Il Racconto della Domenica: ‘A trupea de’ cerase

di Giuseppe Moesch*

Prima con i miei e poi, diventato autonomo, nel senso che ero autorizzato a muovermi da solo in città con il cavallo di San Francesco, o con i mezzi pubblici, già dalla fine di aprile o al più ai primi di maggio, iniziava la mia stagione balneare, e negli anni più caldi addirittura da metà marzo.

Il colonnello Guidi non era ancora nato ed anche se l’allora Colonnello Bernacca, iniziò la sua opera di divulgazione alla radio prima, e dal 1957 in televisione, con la trasmissione da lui stesso ideata, “Il tempo in Italia”, sebbene la grande fama sarebbe arrivata solo verso la metà degli anni sessanta, e fu il precursore delle trasmissioni televisive sulle condizioni del tempo, non avevo gli strumenti odierni per valutare l’opportunità di andare a Marechiaro mio luogo di adozione.

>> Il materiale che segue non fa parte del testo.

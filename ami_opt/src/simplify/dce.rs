//! Dead code elimination
//!
//! Removes definitions whose target is not live out of the defining
//! instruction. `read` consumes input and stays regardless. More effective
//! after an SSA pass.

use crate::manager::{PassManager, Preserved};
use ami_common::AmiResult;
use ami_ir::{Cfg, InstructionKind};

pub const ID: &str = "dce";

pub fn run(cfg: &mut Cfg, mgr: &mut PassManager) -> AmiResult<Preserved> {
    let live = mgr.live(cfg)?;
    let mut changed = false;
    for label in cfg.postorder() {
        let block = cfg.block_mut(&label)?;
        let mut index = 0usize;
        block.instructions.retain(|instruction| {
            let i = index;
            index += 1;
            let Some(dst) = instruction.def() else {
                return true;
            };
            if matches!(instruction.kind, InstructionKind::Read { .. }) {
                return true;
            }
            if live.is_live_out_at(&label, i, dst) {
                return true;
            }
            log::debug!("dce: instruction {} in {} defines a dead register", i, label);
            changed = true;
            false
        });
    }

    if changed {
        Ok(Preserved::only(&[ID, "ssa", "domtree", "djgraph"]))
    } else {
        Ok(Preserved::all())
    }
}

#[cfg(test)]
mod tests {
    use super::*;
    use ami_ir::CfgBuilder;

    fn eliminate(source: &str) -> Cfg {
        let mut cfg = CfgBuilder::default().build(source).unwrap();
        let mut mgr = PassManager::new();
        run(&mut cfg, &mut mgr).unwrap();
        cfg.verify().unwrap();
        cfg
    }

    #[test]
    fn test_unused_definition_removed() {
        let cfg = eliminate(
            "@a: read %x\n\
             %dead = %x * 2\n\
             write %x\n\
             exit\n",
        );
        assert_eq!(cfg.block("@a").unwrap().len(), 3);
        assert_eq!(ami_interpreter::execute(&cfg, &[4]).unwrap(), vec![4]);
    }

    #[test]
    fn test_reads_survive() {
        let cfg = eliminate(
            "@a: read %unused\n\
             write 1\n\
             exit\n",
        );
        assert_eq!(cfg.block("@a").unwrap().len(), 3);
        // the read still consumes its input
        assert_eq!(ami_interpreter::execute(&cfg, &[9]).unwrap(), vec![1]);
    }

    #[test]
    fn test_live_through_loop_kept() {
        let cfg = eliminate(
            "@entry: read %n\n\
             goto @loop\n\
             @loop: %c = %n <= 0\n\
             branch %c ? @end : @body\n\
             @body: %n = %n - 1\n\
             goto @loop\n\
             @end: write %n\n\
             exit\n",
        );
        assert_eq!(ami_interpreter::execute(&cfg, &[5]).unwrap(), vec![0]);
    }
}
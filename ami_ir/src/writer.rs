//! Textual A-Mi writer
//!
//! Emits a CFG as plaintext A-Mi source that the reader accepts back.
//! Blocks are written in reverse postorder from the entrypoint, so
//! unreachable blocks are dropped on the way out. Metadata is written as
//! `;#!`/`;@!`/`;%!` comments, split across lines at `$` terminators.

use crate::cfg::Cfg;
use crate::metadata::Metadata;

/// Formats a CFG as A-Mi source text.
pub struct CfgWriter {
    write_meta: bool,
    tabwidth: Option<usize>,
    codewidth: Option<usize>,
}

impl Default for CfgWriter {
    fn default() -> Self {
        CfgWriter { write_meta: true, tabwidth: None, codewidth: None }
    }
}

impl CfgWriter {
    /// `tabwidth` is the indentation before an instruction and `codewidth`
    /// the width of the instruction field before trailing metadata; `None`
    /// sizes either automatically from the CFG.
    pub fn new(write_meta: bool, tabwidth: Option<usize>, codewidth: Option<usize>) -> Self {
        CfgWriter { write_meta, tabwidth, codewidth }
    }

    /// Generate the output lines for a CFG.
    pub fn generate(&self, cfg: &Cfg) -> Vec<String> {
        let tabwidth = self.tabwidth.unwrap_or_else(|| {
            cfg.labels().map(|l| l.len()).max().unwrap_or(0) + 2
        });
        let codewidth = self.codewidth.unwrap_or_else(|| {
            cfg.blocks()
                .flat_map(|b| b.instructions.iter())
                .map(|i| i.to_string().len() + 1)
                .max()
                .unwrap_or(0)
        });
        let width = tabwidth + codewidth;

        let mut lines = Vec::new();
        if self.write_meta {
            for (key, values) in cfg.meta.iter() {
                for comment in meta_comments('#', key, values) {
                    lines.push(comment);
                }
            }
        }

        for label in cfg.reverse_postorder() {
            let block = match cfg.get(&label) {
                Some(block) => block,
                None => continue,
            };
            lines.push(String::new());

            let head = format!("{:<width$}", format!("{}:", label), width = width);
            self.push_annotated(&mut lines, head, &block.meta, '@', width);

            for instruction in &block.instructions {
                let text = format!(
                    "{}{:<codewidth$}",
                    " ".repeat(tabwidth),
                    instruction.to_string(),
                    codewidth = codewidth
                );
                self.push_annotated(&mut lines, text, &instruction.meta, '%', width);
            }
        }
        lines
    }

    /// Write the CFG to a single string.
    pub fn write(&self, cfg: &Cfg) -> String {
        let mut out = self.generate(cfg).join("\n");
        out.push('\n');
        out
    }

    fn push_annotated(
        &self,
        lines: &mut Vec<String>,
        first: String,
        meta: &Metadata,
        scope: char,
        width: usize,
    ) {
        if !self.write_meta || meta.is_empty() {
            lines.push(first.trim_end().to_string());
            return;
        }
        let mut line = first;
        for (key, values) in meta.iter() {
            for comment in meta_comments(scope, key, values) {
                lines.push(format!("{}{}", line, comment));
                line = " ".repeat(width);
            }
        }
    }
}

/// Render one metadata entry as comment fragments, one per line, splitting
/// the value list after each `$`.
fn meta_comments(scope: char, key: &str, values: &[String]) -> Vec<String> {
    let mut out = Vec::new();
    let mut start = 0usize;
    while start < values.len() || out.is_empty() {
        let end = values[start..]
            .iter()
            .position(|v| v == "$")
            .map(|p| start + p + 1)
            .unwrap_or(values.len());
        out.push(format!(";{}!{}: {}", scope, key, values[start..end].join(" ")).trim_end().to_string());
        if end == values.len() {
            break;
        }
        start = end;
    }
    out
}

#[cfg(test)]
mod tests {
    use super::*;
    use crate::reader::CfgBuilder;

    fn round_trip(source: &str) -> (Cfg, Cfg) {
        let builder = CfgBuilder::default();
        let cfg = builder.build(source).unwrap();
        let text = CfgWriter::default().write(&cfg);
        let again = builder.build(&text).unwrap();
        (cfg, again)
    }

    #[test]
    fn test_round_trip_preserves_structure() {
        let (cfg, again) = round_trip(
            "@entry: read %n\n\
             branch %n ? @yes : @no\n\
             @yes: %x = %n + 1\n\
             goto @done\n\
             @no: %x = 0 - %n\n\
             goto @done\n\
             @done: %y = phi [ %x, @yes ], [ %x, @no ]\n\
             write %y\n\
             exit\n",
        );
        assert_eq!(cfg, again);
    }

    #[test]
    fn test_round_trip_preserves_metadata() {
        let (cfg, again) = round_trip(
            ";#!classes: + `2 %a %b $\n\
             @entry: %a = 1 ;%!vn: 1\n\
             exit ;%!note: end\n",
        );
        assert_eq!(cfg.meta, again.meta);
        assert_eq!(
            cfg.block("@entry").unwrap().instructions[0].meta,
            again.block("@entry").unwrap().instructions[0].meta
        );
        assert_eq!(
            cfg.block("@entry").unwrap().instructions[1].meta,
            again.block("@entry").unwrap().instructions[1].meta
        );
    }

    #[test]
    fn test_unreachable_blocks_are_dropped() {
        let builder = CfgBuilder::default();
        let cfg = builder
            .build("@a: exit\n@dead: exit\n")
            .unwrap();
        let text = CfgWriter::default().write(&cfg);
        assert!(!text.contains("@dead"));
    }

    #[test]
    fn test_meta_comment_splitting() {
        let values: Vec<String> = ["1", "%a", "$", "2", "%b", "$"]
            .iter()
            .map(|s| s.to_string())
            .collect();
        let out = meta_comments('#', "classes", &values);
        assert_eq!(out, vec![";#!classes: 1 %a $", ";#!classes: 2 %b $"]);
    }
}
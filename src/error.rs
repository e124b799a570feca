// Error types for the task store

use thiserror::Error;

/// Failures a status update can return. These are the only errors the store
/// surfaces; persistence problems are logged and swallowed.
#[derive(Debug, Error, PartialEq, Eq)]
pub enum BoardError {
    /// No task with the given id exists on the board.
    #[error("task {id} not found")]
    NotFound { id: String },

    /// Another task already holds `in_progress`; at most one may at a time.
    #[error("cannot move task to in_progress: task \"{title}\" is already in progress")]
    Conflict {
        /// Title of the task currently in progress.
        title: String,
    },
}
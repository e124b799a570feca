// kanban-agent - Agent-driven kanban task board with JSON persistence

pub mod error;
pub mod store;
pub mod task;
pub mod tools;
pub mod view;

// Re-export main types for convenience
pub use error::BoardError;
pub use store::{BOARD_DIR, BOARD_FILE, TaskStore};
pub use task::{CreateTaskInput, CreatedBy, Task, TaskStatus};
pub use view::BoardColumns;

Quindi, da adolescente che si affacciava ai piaceri della vita, adottavo la saggezza degli anziani per decidere se andare o meno al mare.
In effetti, come accadeva per gli antichi Sumeri, l’osservazione ripetuta e la tradizione orale avevano dettato regole comportamentali certissime: le articolazioni, in particolare se le ginocchia, dolevano, allora doveva piovere, si badi non poteva, ma doveva.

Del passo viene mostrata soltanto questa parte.